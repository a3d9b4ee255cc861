//! Telegram Bot API transport
//!
//! Long-polls for updates, turns text messages into dialogue events and
//! delivers replies with reply keyboards.

mod polling;
pub mod types;

pub use polling::run_polling;

use crate::runtime::Messenger;
use crate::state_machine::Reply;
use async_trait::async_trait;
use reqwest::Client;
use serde::de::DeserializeOwned;
use serde::Serialize;
use std::sync::Arc;
use std::time::Duration;
use thiserror::Error;
use types::{ApiResponse, GetUpdates, Message, SendMessage, Update};

/// Server-side wait of a `getUpdates` long poll
pub const LONG_POLL_TIMEOUT_SECS: u32 = 30;

#[derive(Debug, Error)]
pub enum TelegramError {
    #[error("Telegram request failed: {0}")]
    Http(#[from] reqwest::Error),
    #[error("Telegram API error {code:?}: {description}")]
    Api {
        code: Option<i32>,
        description: String,
    },
}

/// Minimal Bot API client
pub struct TelegramClient {
    client: Client,
    /// `{api_url}/bot{token}`; never logged
    endpoint: String,
}

impl TelegramClient {
    pub fn new(api_url: &str, token: &str) -> Result<Self, TelegramError> {
        let client = Client::builder()
            .timeout(Duration::from_secs(u64::from(LONG_POLL_TIMEOUT_SECS) + 10))
            .build()?;

        Ok(Self {
            client,
            endpoint: format!("{}/bot{token}", api_url.trim_end_matches('/')),
        })
    }

    async fn call<P, R>(&self, method: &str, params: &P) -> Result<R, TelegramError>
    where
        P: Serialize + ?Sized,
        R: DeserializeOwned,
    {
        // Errors carry the request URL, which contains the token
        let response = self
            .client
            .post(format!("{}/{method}", self.endpoint))
            .json(params)
            .send()
            .await
            .map_err(reqwest::Error::without_url)?;

        let body: ApiResponse<R> = response
            .json()
            .await
            .map_err(reqwest::Error::without_url)?;

        match (body.ok, body.result) {
            (true, Some(result)) => Ok(result),
            _ => Err(TelegramError::Api {
                code: body.error_code,
                description: body
                    .description
                    .unwrap_or_else(|| format!("{method} returned no result")),
            }),
        }
    }

    pub async fn get_updates(
        &self,
        offset: Option<i64>,
        timeout_secs: u32,
    ) -> Result<Vec<Update>, TelegramError> {
        let params = GetUpdates {
            offset,
            timeout: timeout_secs,
            allowed_updates: vec!["message"],
        };
        self.call("getUpdates", &params).await
    }

    /// Acknowledge everything queued while the bot was offline; returns the
    /// offset to continue from
    pub async fn skip_pending_updates(&self) -> Result<Option<i64>, TelegramError> {
        let pending = self.get_updates(Some(-1), 0).await?;
        Ok(pending.last().map(|update| update.update_id + 1))
    }

    pub async fn send_message(&self, message: &SendMessage) -> Result<Message, TelegramError> {
        self.call("sendMessage", message).await
    }
}

/// Adapter to use `TelegramClient` as `Messenger`
pub struct TelegramMessenger {
    client: Arc<TelegramClient>,
}

impl TelegramMessenger {
    pub fn new(client: Arc<TelegramClient>) -> Self {
        Self { client }
    }
}

#[async_trait]
impl Messenger for TelegramMessenger {
    async fn send(&self, conv_id: &str, reply: &Reply) -> Result<(), String> {
        self.client
            .send_message(&SendMessage::from_reply(conv_id, reply))
            .await
            .map(|_| ())
            .map_err(|e| e.to_string())
    }
}
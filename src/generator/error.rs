//! Generation error types

use thiserror::Error;

/// Placeholder when a failed job carries no `error_message`
pub const UNKNOWN_JOB_ERROR: &str = "Неизвестная ошибка";

/// Failure of a generation run
#[derive(Debug, Error, Clone, PartialEq, Eq)]
pub enum GenerationError {
    /// Non-2xx response; `body` is the raw response text
    #[error("generation service responded with HTTP {status}: {body}")]
    Transport { status: u16, body: String },

    /// The job itself reached the "error" status
    #[error("{0}")]
    Job(String),

    /// The request could not be sent or the response could not be read
    #[error("generation service request failed: {0}")]
    Network(String),

    /// Optional poll limit reached while the job was still running
    #[error("job still in progress after {attempts} status checks")]
    PollLimitExceeded { attempts: u32 },

    #[error("generation cancelled")]
    Cancelled,
}

impl GenerationError {
    pub fn job(message: Option<String>) -> Self {
        Self::Job(message.unwrap_or_else(|| UNKNOWN_JOB_ERROR.to_string()))
    }

    /// Text shown to the user; `Display` stays in English for logs
    pub fn user_message(&self) -> String {
        match self {
            Self::Transport { status, body } => format!("сервер ответил {status}: {body}"),
            Self::Job(message) => message.clone(),
            Self::Network(_) => "не удалось связаться с сервером генерации".to_string(),
            Self::PollLimitExceeded { attempts } => {
                format!("презентация не готова после {attempts} проверок статуса")
            }
            Self::Cancelled => "генерация прервана, бот остановлен".to_string(),
        }
    }
}

impl From<reqwest::Error> for GenerationError {
    fn from(e: reqwest::Error) -> Self {
        Self::Network(e.to_string())
    }
}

#####

▶ **Problem to solve**: Return the whole listing exactly, with every line included.

▶ **Response**:
repository a3d9b4ee255cc861
//! Telegram Bot API transport
//!
//! Long-polls for updates, turns text messages into dialogue events and
//! delivers replies with reply keyboards.

mod polling;
pub mod types;

pub use polling::run_polling;

use crate::runtime::Messenger;
use crate::state_machine::Reply;
use async_trait::async_trait;
use reqwest::Client;
use serde::de::DeserializeOwned;
use serde::Serialize;
use std::sync::Arc;
use std::time::Duration;
use thiserror::Error;
use types::{ApiResponse, GetUpdates, Message, SendMessage, Update};

/// Server-side wait of a `getUpdates` long poll
pub const LONG_POLL_TIMEOUT_SECS: u32 = 30;

#[derive(Debug, Error)]
pub enum TelegramError {
    #[error("Telegram request failed: {0}")]
    Http(#[from] reqwest::Error),
    #[error("Telegram API error {code:?}: {description}")]
    Api {
        code: Option<i32>,
        description: String,
    },
}

/// Minimal Bot API client
pub struct TelegramClient {
    client: Client,
    /// `{api_url}/bot{token}`; never logged
    endpoint: String,
}

impl TelegramClient {
    pub fn new(api_url: &str, token: &str) -> Result<Self, TelegramError> {
        let client = Client::builder()
            .timeout(Duration::from_secs(u64::from(LONG_POLL_TIMEOUT_SECS) + 10))
            .build()?;

        Ok(Self {
            client,
            endpoint: format!("{}/bot{token}", api_url.trim_end_matches('/')),
        })
    }

    async fn call<P, R>(&self, method: &str, params: &P) -> Result<R, TelegramError>
    where
        P: Serialize + ?Sized,
        R: DeserializeOwned,
    {
        // Errors carry the request URL, which contains the token
        let response = self
            .client
            .post(format!("{}/{method}", self.endpoint))
            .json(params)
            .send()
            .await
            .map_err(reqwest::Error::without_url)?;

        let body: ApiResponse<R> = response
            .json()
            .await
            .map_err(reqwest::Error::without_url)?;

        match (body.ok, body.result) {
            (true, Some(result)) => Ok(result),
            _ => Err(TelegramError::Api {
                code: body.error_code,
                description: body
                    .description
                    .unwrap_or_else(|| format!("{method} returned no result")),
            }),
        }
    }

    pub async fn get_updates(
        &self,
        offset: Option<i64>,
        timeout_secs: u32,
    ) -> Result<Vec<Update>, TelegramError> {
        let params = GetUpdates {
            offset,
            timeout: timeout_secs,
            allowed_updates: vec!["message"],
        };
        self.call("getUpdates", &params).await
    }

    /// Acknowledge everything queued while the bot was offline; returns the
    /// offset to continue from
    pub async fn skip_pending_updates(&self) -> Result<Option<i64>, TelegramError> {
        let pending = self.get_updates(Some(-1), 0).await?;
        Ok(pending.last().map(|update| update.update_id + 1))
    }

    pub async fn send_message(&self, message: &SendMessage) -> Result<Message, TelegramError> {
        self.call("sendMessage", message).await
    }
}

/// Adapter to use `TelegramClient` as `Messenger`
pub struct TelegramMessenger {
    client: Arc<TelegramClient>,
}

impl TelegramMessenger {
    pub fn new(client: Arc<TelegramClient>) -> Self {
        Self { client }
    }
}

#[async_trait]
impl Messenger for TelegramMessenger {
    async fn send(&self, conv_id: &str, reply: &Reply) -> Result<(), String> {
        self.client
            .send_message(&SendMessage::from_reply(conv_id, reply))
            .await
            .map(|_| ())
            .map_err(|e| e.to_string())
    }
}
filename src/generator/error.rs
//! Generation error types

use thiserror::Error;

/// Placeholder when a failed job carries no `error_message`
pub const UNKNOWN_JOB_ERROR: &str = "Неизвестная ошибка";

/// Failure of a generation run
#[derive(Debug, Error, Clone, PartialEq, Eq)]
pub enum GenerationError {
    /// Non-2xx response; `body` is the raw response text
    #[error("generation service responded with HTTP {status}: {body}")]
    Transport { status: u16, body: String },

    /// The job itself reached the "error" status
    #[error("{0}")]
    Job(String),

    /// The request could not be sent or the response could not be read
    #[error("generation service request failed: {0}")]
    Network(String),

    /// Optional poll limit reached while the job was still running
    #[error("job still in progress after {attempts} status checks")]
    PollLimitExceeded { attempts: u32 },

    #[error("generation cancelled")]
    Cancelled,
}

impl GenerationError {
    pub fn job(message: Option<String>) -> Self {
        Self::Job(message.unwrap_or_else(|| UNKNOWN_JOB_ERROR.to_string()))
    }

    /// Text shown to the user; `Display` stays in English for logs
    pub fn user_message(&self) -> String {
        match self {
            Self::Transport { status, body } => format!("сервер ответил {status}: {body}"),
            Self::Job(message) => message.clone(),
            Self::Network(_) => "не удалось связаться с сервером генерации".to_string(),
            Self::PollLimitExceeded { attempts } => {
                format!("презентация не готова после {attempts} проверок статуса")
            }
            Self::Cancelled => "генерация прервана, бот остановлен".to_string(),
        }
    }
}

impl From<reqwest::Error> for GenerationError {
    fn from(e: reqwest::Error) -> Self {
        Self::Network(e.to_string())
    }
}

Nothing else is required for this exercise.